#### Prompt:
Take each line of the entries below that contains "InvalidArgument" and copy it.

#### Source data:

= = = =

//! Versioned binary wire format for content transfer records.
//!
//! Frame format: len:u32 | type:u8 | payload. All multi-byte integers are
//! big-endian; strings are length-prefixed (u16 len + UTF-8). Every chunk
//! record carries its content hash so the receiver can verify integrity on
//! arrival and reject a corrupt chunk without aborting the snapshot.

use crate::error::{Result, VoltreeError};
use bytes::{Buf, BufMut, Bytes, BytesMut};
use tokio::io::{AsyncRead, AsyncReadExt, AsyncWrite, AsyncWriteExt};

/// Transfer record format version.
pub const RECORD_VERSION: u16 = 1;

/// Maximum frame size (64MB) - prevents OOM from malicious/corrupted frames.
pub const MAX_FRAME_SIZE: u32 = 64 * 1024 * 1024;

#[derive(Debug, Clone, Copy, PartialEq, Eq)]
#[repr(u8)]
pub enum RecordType {
    SnapshotBegin = 0x01,
    Chunk = 0x02,
    SnapshotEnd = 0x03,
    Done = 0x04,
}

impl RecordType {
    pub fn from_u8(b: u8) -> Option<Self> {
        match b {
            0x01 => Some(Self::SnapshotBegin),
            0x02 => Some(Self::Chunk),
            0x03 => Some(Self::SnapshotEnd),
            0x04 => Some(Self::Done),
            _ => None,
        }
    }
}

/// A single transfer record.
#[derive(Debug, Clone, PartialEq)]
pub enum TransferRecord {
    /// Opens one snapshot's chunk stream.
    SnapshotBegin {
        version: u16,
        snapshot_id: String,
        chunk_count: u32,
    },
    /// One content chunk, keyed by its hash.
    Chunk { hash: u64, data: Bytes },
    /// Closes a snapshot's stream; `content` is the assembled content id.
    SnapshotEnd {
        snapshot_id: String,
        content: String,
    },
    /// Transfer summary.
    Done {
        snapshots: u64,
        chunks: u64,
        bytes: u64,
    },
}

/// Encoder/decoder for transfer records. Implementations must be swappable;
/// both ends of a transfer have to agree on one.
pub trait RecordCodec: Send + Sync {
    /// Encode a record as a complete frame, including the length prefix.
    fn encode(&self, record: &TransferRecord) -> Bytes;

    /// Decode one frame body (type byte + payload, without the length
    /// prefix).
    fn decode(&self, frame: Bytes) -> Result<TransferRecord>;
}

/// The v1 binary codec.
#[derive(Debug, Default, Clone, Copy)]
pub struct BinaryCodec;

fn corrupt(what: &str) -> VoltreeError {
    VoltreeError::InvalidArgument(format!("malformed transfer record: {}", what))
}

fn get_string(payload: &mut Bytes, what: &str) -> Result<String> {
    if payload.remaining() < 2 {
        return Err(corrupt(what));
    }
    let len = payload.get_u16() as usize;
    if payload.remaining() < len {
        return Err(corrupt(what));
    }
    String::from_utf8(payload.copy_to_bytes(len).to_vec())
        .map_err(|_| corrupt(what))
}

impl RecordCodec for BinaryCodec {
    fn encode(&self, record: &TransferRecord) -> Bytes {
        match record {
            TransferRecord::SnapshotBegin {
                version,
                snapshot_id,
                chunk_count,
            } => {
                let id_bytes = snapshot_id.as_bytes();
                let payload_len = 2 + 2 + id_bytes.len() + 4;
                let mut buf = BytesMut::with_capacity(5 + payload_len);
                buf.put_u32(payload_len as u32);
                buf.put_u8(RecordType::SnapshotBegin as u8);
                buf.put_u16(*version);
                buf.put_u16(id_bytes.len() as u16);
                buf.put_slice(id_bytes);
                buf.put_u32(*chunk_count);
                buf.freeze()
            }
            TransferRecord::Chunk { hash, data } => {
                let payload_len = 8 + 4 + data.len();
                let mut buf = BytesMut::with_capacity(5 + payload_len);
                buf.put_u32(payload_len as u32);
                buf.put_u8(RecordType::Chunk as u8);
                buf.put_u64(*hash);
                buf.put_u32(data.len() as u32);
                buf.put_slice(data);
                buf.freeze()
            }
            TransferRecord::SnapshotEnd {
                snapshot_id,
                content,
            } => {
                let id_bytes = snapshot_id.as_bytes();
                let content_bytes = content.as_bytes();
                let payload_len = 2 + id_bytes.len() + 2 + content_bytes.len();
                let mut buf = BytesMut::with_capacity(5 + payload_len);
                buf.put_u32(payload_len as u32);
                buf.put_u8(RecordType::SnapshotEnd as u8);
                buf.put_u16(id_bytes.len() as u16);
                buf.put_slice(id_bytes);
                buf.put_u16(content_bytes.len() as u16);
                buf.put_slice(content_bytes);
                buf.freeze()
            }
            TransferRecord::Done {
                snapshots,
                chunks,
                bytes,
            } => {
                let mut buf = BytesMut::with_capacity(5 + 24);
                buf.put_u32(24);
                buf.put_u8(RecordType::Done as u8);
                buf.put_u64(*snapshots);
                buf.put_u64(*chunks);
                buf.put_u64(*bytes);
                buf.freeze()
            }
        }
    }

    fn decode(&self, mut frame: Bytes) -> Result<TransferRecord> {
        if frame.remaining() < 1 {
            return Err(corrupt("empty frame"));
        }
        let record_type = RecordType::from_u8(frame.get_u8())
            .ok_or_else(|| corrupt("unknown record type"))?;

        match record_type {
            RecordType::SnapshotBegin => {
                if frame.remaining() < 2 {
                    return Err(corrupt("SnapshotBegin too short"));
                }
                let version = frame.get_u16();
                if version != RECORD_VERSION {
                    return Err(VoltreeError::InvalidArgument(format!(
                        "unsupported transfer record version {} (supported: {})",
                        version, RECORD_VERSION
                    )));
                }
                let snapshot_id = get_string(&mut frame, "SnapshotBegin id")?;
                if frame.remaining() < 4 {
                    return Err(corrupt("SnapshotBegin truncated"));
                }
                let chunk_count = frame.get_u32();
                Ok(TransferRecord::SnapshotBegin {
                    version,
                    snapshot_id,
                    chunk_count,
                })
            }
            RecordType::Chunk => {
                if frame.remaining() < 12 {
                    return Err(corrupt("Chunk too short"));
                }
                let hash = frame.get_u64();
                let len = frame.get_u32() as usize;
                if frame.remaining() < len {
                    return Err(corrupt("Chunk data truncated"));
                }
                let data = frame.copy_to_bytes(len);
                Ok(TransferRecord::Chunk { hash, data })
            }
            RecordType::SnapshotEnd => {
                let snapshot_id = get_string(&mut frame, "SnapshotEnd id")?;
                let content = get_string(&mut frame, "SnapshotEnd content")?;
                Ok(TransferRecord::SnapshotEnd {
                    snapshot_id,
                    content,
                })
            }
            RecordType::Done => {
                if frame.remaining() < 24 {
                    return Err(corrupt("Done too short"));
                }
                Ok(TransferRecord::Done {
                    snapshots: frame.get_u64(),
                    chunks: frame.get_u64(),
                    bytes: frame.get_u64(),
                })
            }
        }
    }
}

/// Read one record from a stream.
pub async fn read_record<R: AsyncRead + Unpin>(
    r: &mut R,
    codec: &dyn RecordCodec,
) -> Result<TransferRecord> {
    let len = r.read_u32().await?;
    if len > MAX_FRAME_SIZE {
        return Err(VoltreeError::InvalidArgument(format!(
            "frame size {} exceeds maximum allowed size {}",
            len, MAX_FRAME_SIZE
        )));
    }
    // One extra byte for the record type.
    let mut frame = vec![0u8; len as usize + 1];
    r.read_exact(&mut frame).await?;
    codec.decode(Bytes::from(frame))
}

/// Write one record to a stream.
pub async fn write_record<W: AsyncWrite + Unpin>(
    w: &mut W,
    codec: &dyn RecordCodec,
    record: &TransferRecord,
) -> Result<()> {
    w.write_all(&codec.encode(record)).await?;
    Ok(())
}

= = = =

#### Solution to this problem:
    VoltreeError::InvalidArgument(format!("malformed transfer record: {}", what))
                    return Err(VoltreeError::InvalidArgument(format!(
        return Err(VoltreeError::InvalidArgument(format!(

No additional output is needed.